平林氏は、政府が都道府県に対して、地方創生臨時交付金を使ったLPガス料金の上昇抑制を促しているものの、予算枯渇などを理由に事業化が難しい県が12県あると指摘。一方、39都府県の知事からは、都市ガス料金の負担軽減策に準じた対策を講じるよう要望が出ているとし、「利用者補助が行き渡らないことや、それに伴う不公平感に対策を」と訴えた。
経済産業省側は、自治体に負担軽減策の実施を働き掛けるとともに、予算に関しては「財政当局と相談する」と述べた。
賃上げへ価格転嫁、重要
福重氏
第5分科会で福重隆浩氏は、賃上げの実現に向け、中小企業が価格転嫁しやすい環境整備が重要だとして、取引調査員「下請Gメン」の実効性を高めるよう訴えた。
福重氏は、下請け企業がGメンに相談することで、取引先の企業から「情報を漏らした」などと言われ「価格交渉が不利にならないか」といった不安の声が寄せられていると指摘。中小企業庁側は「情報提供者が親事業者に特定されないよう、細心の注意を払った上で業界団体や個別の事業者に働き掛け、取引適正化を図る」と答えた。
また、福重氏は、適正な取引に向けた大企業と下請け企業の「パートナーシップ構築宣言」の周知徹底も求めた。
G7首脳、原爆資料館に
日下氏
第3分科会で日下正喜氏は、5月に被爆地・広島で開かれる先進7カ国首脳会議(G7広島サミット)について「国際世論を喚起し、核廃絶、軍縮への道を開く最大のチャンス」と強調し、政府の取り組みをただした。

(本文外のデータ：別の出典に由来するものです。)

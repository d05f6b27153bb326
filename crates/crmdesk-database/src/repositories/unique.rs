//! Uniqueness probes for constrained fields.
//!
//! Every field the schema marks unique is probed through this one function,
//! so create and update paths agree on what "taken" means (case-insensitive
//! match on another row).

use sqlx::SqliteConnection;

use crmdesk_core::error::{AppError, ErrorKind};
use crmdesk_core::result::AppResult;
use crmdesk_entity::kind::EntityKind;

/// Check whether `value` is already stored in the unique `field` of a
/// different row of the given entity's table.
///
/// `exclude_id` names the row being updated, which is allowed to keep its
/// own value; pass `None` when creating.
pub async fn value_taken_by_other(
    conn: &mut SqliteConnection,
    kind: EntityKind,
    field: &'static str,
    value: &str,
    exclude_id: Option<i64>,
) -> AppResult<bool> {
    let sql = match (kind, field) {
        (EntityKind::Staff, "username") => {
            "SELECT COUNT(*) FROM staff_users \
             WHERE LOWER(username) = LOWER(?) AND id <> IFNULL(?, 0)"
        }
        (EntityKind::Staff, "email") => {
            "SELECT COUNT(*) FROM staff_users \
             WHERE LOWER(email) = LOWER(?) AND id <> IFNULL(?, 0)"
        }
        (EntityKind::Client, "email") => {
            "SELECT COUNT(*) FROM clients \
             WHERE LOWER(email) = LOWER(?) AND id <> IFNULL(?, 0)"
        }
        _ => {
            return Err(AppError::internal(format!(
                "No uniqueness rule for {kind}.{field}"
            )));
        }
    };

    let count: i64 = sqlx::query_scalar(sql)
        .bind(value)
        .bind(exclude_id)
        .fetch_one(&mut *conn)
        .await
        .map_err(|e| {
            AppError::with_source(
                ErrorKind::Database,
                format!("Failed to probe uniqueness of {kind}.{field}"),
                e,
            )
        })?;

    Ok(count > 0)
}
//! Contract management commands.

use std::sync::Arc;

use clap::{Args, Subcommand};
use serde::Serialize;
use tabled::Tabled;

use crmdesk_auth::FieldPolicy;
use crmdesk_core::config::AppConfig;
use crmdesk_core::error::AppError;
use crmdesk_database::UnitOfWork;
use crmdesk_entity::contract::ContractPatch;
use crmdesk_service::{ContractService, CreateContractRequest};

use crate::output::{self, OutputFormat};

/// Arguments for contract commands
#[derive(Debug, Args)]
pub struct ContractArgs {
    /// Contract subcommand
    #[command(subcommand)]
    pub command: ContractCommand,
}

/// Contract subcommands
#[derive(Debug, Subcommand)]
pub enum ContractCommand {
    /// Create a contract for an existing client
    Create {
        /// Client id
        #[arg(long)]
        client_id: i64,
        /// Owning sales staff id (required for management; sales own their
        /// contracts automatically)
        #[arg(long)]
        owner_id: Option<i64>,
        /// Total amount
        #[arg(long)]
        total_amount: f64,
        /// Amount still due
        #[arg(long)]
        amount_due: f64,
        /// Mark the contract signed at creation
        #[arg(long)]
        signed: bool,
    },
    /// Update a contract
    Update {
        /// Contract id
        id: i64,
        /// New total amount
        #[arg(long)]
        total_amount: Option<f64>,
        /// New amount due
        #[arg(long)]
        amount_due: Option<f64>,
        /// New signature state (true or false)
        #[arg(long)]
        signed: Option<bool>,
        /// New owner (sales staff id; management only)
        #[arg(long)]
        owner_id: Option<i64>,
    },
    /// List contracts
    List {
        /// Only unsigned contracts
        #[arg(long)]
        unsigned: bool,
        /// Only contracts with an outstanding balance
        #[arg(long)]
        unpaid: bool,
        /// Only contracts owned by the logged-in user
        #[arg(long)]
        mine: bool,
    },
}

/// Contract display row for table output
#[derive(Debug, Serialize, Tabled)]
struct ContractRow {
    /// Contract id
    id: i64,
    /// Client id
    client: i64,
    /// Owning sales staff id
    owner: i64,
    /// Total amount
    total: f64,
    /// Amount due
    due: f64,
    /// Signed flag
    signed: bool,
}

/// Execute contract commands
pub async fn execute(
    args: &ContractArgs,
    config: &AppConfig,
    format: OutputFormat,
) -> Result<(), AppError> {
    let pool = super::open_pool(config).await?;
    let service = ContractService::new(Arc::new(FieldPolicy::new()));

    match &args.command {
        ContractCommand::Create {
            client_id,
            owner_id,
            total_amount,
            amount_due,
            signed,
        } => {
            let mut uow = UnitOfWork::begin(&pool).await?;
            let ctx = super::resolve_context(config, &mut uow).await?;
            let contract = service
                .create(
                    &mut uow,
                    &ctx,
                    CreateContractRequest {
                        client_id: *client_id,
                        owner_id: *owner_id,
                        total_amount: *total_amount,
                        amount_due: *amount_due,
                        is_signed: *signed,
                    },
                )
                .await?;
            uow.commit().await?;
            output::print_success(&format!("Contract {} created", contract.id));
        }
        ContractCommand::Update {
            id,
            total_amount,
            amount_due,
            signed,
            owner_id,
        } => {
            let patch = ContractPatch {
                total_amount: *total_amount,
                amount_due: *amount_due,
                is_signed: *signed,
                owner_id: *owner_id,
            };

            let mut uow = UnitOfWork::begin(&pool).await?;
            let ctx = super::resolve_context(config, &mut uow).await?;
            let contract = service.update(&mut uow, &ctx, *id, patch).await?;
            uow.commit().await?;
            output::print_success(&format!("Contract {} updated", contract.id));
        }
        ContractCommand::List {
            unsigned,
            unpaid,
            mine,
        } => {
            let mut uow = UnitOfWork::begin(&pool).await?;
            let ctx = super::resolve_context(config, &mut uow).await?;
            let contracts = service
                .list(&mut uow, &ctx, *unsigned, *unpaid, *mine)
                .await?;
            uow.commit().await?;

            let rows: Vec<ContractRow> = contracts
                .iter()
                .map(|c| ContractRow {
                    id: c.id,
                    client: c.client_id,
                    owner: c.owner_id,
                    total: c.total_amount,
                    due: c.amount_due,
                    signed: c.is_signed,
                })
                .collect();
            output::print_list(&rows, format);
        }
    }

    Ok(())
}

具体的には、核保有3カ国を含むG7の首脳や次代を担う政治リーダーらに被爆の実相に触れてもらうため、広島平和記念資料館(原爆資料館)の訪問を要望。「高齢化が進む被爆者の“命の声”に直接触れてもらいたい」とも訴えた。
林芳正外相は、各国首脳に被爆の実相を伝える意義に触れ、「広島から核兵器の惨禍を二度と起こさないコミットメントを示したい」と述べた。
放課後デイの事故防げ
庄子氏
第4分科会で庄子賢一氏は、障がいのある子どもが通う「放課後等デイサービス」で、死亡や負傷などの事故が2012年度の制度開始以降、全国で少なくとも約4100件発生しているとの報道を踏まえ、「国として事故防止・抑制をどう強化するか」とただした。
畦元将吾厚生労働大臣政務官は、今年4月から運営基準が改正され、設備の点検や職員の研修といった安全計画の策定が義務付けられると説明。「国として、計画に基づいた取り組みの徹底を進めていく」と応じた。
これに対して庄子氏は、子ども一人一人の状況に応じた配慮ができるようにする職員への研修が必要だと指摘した。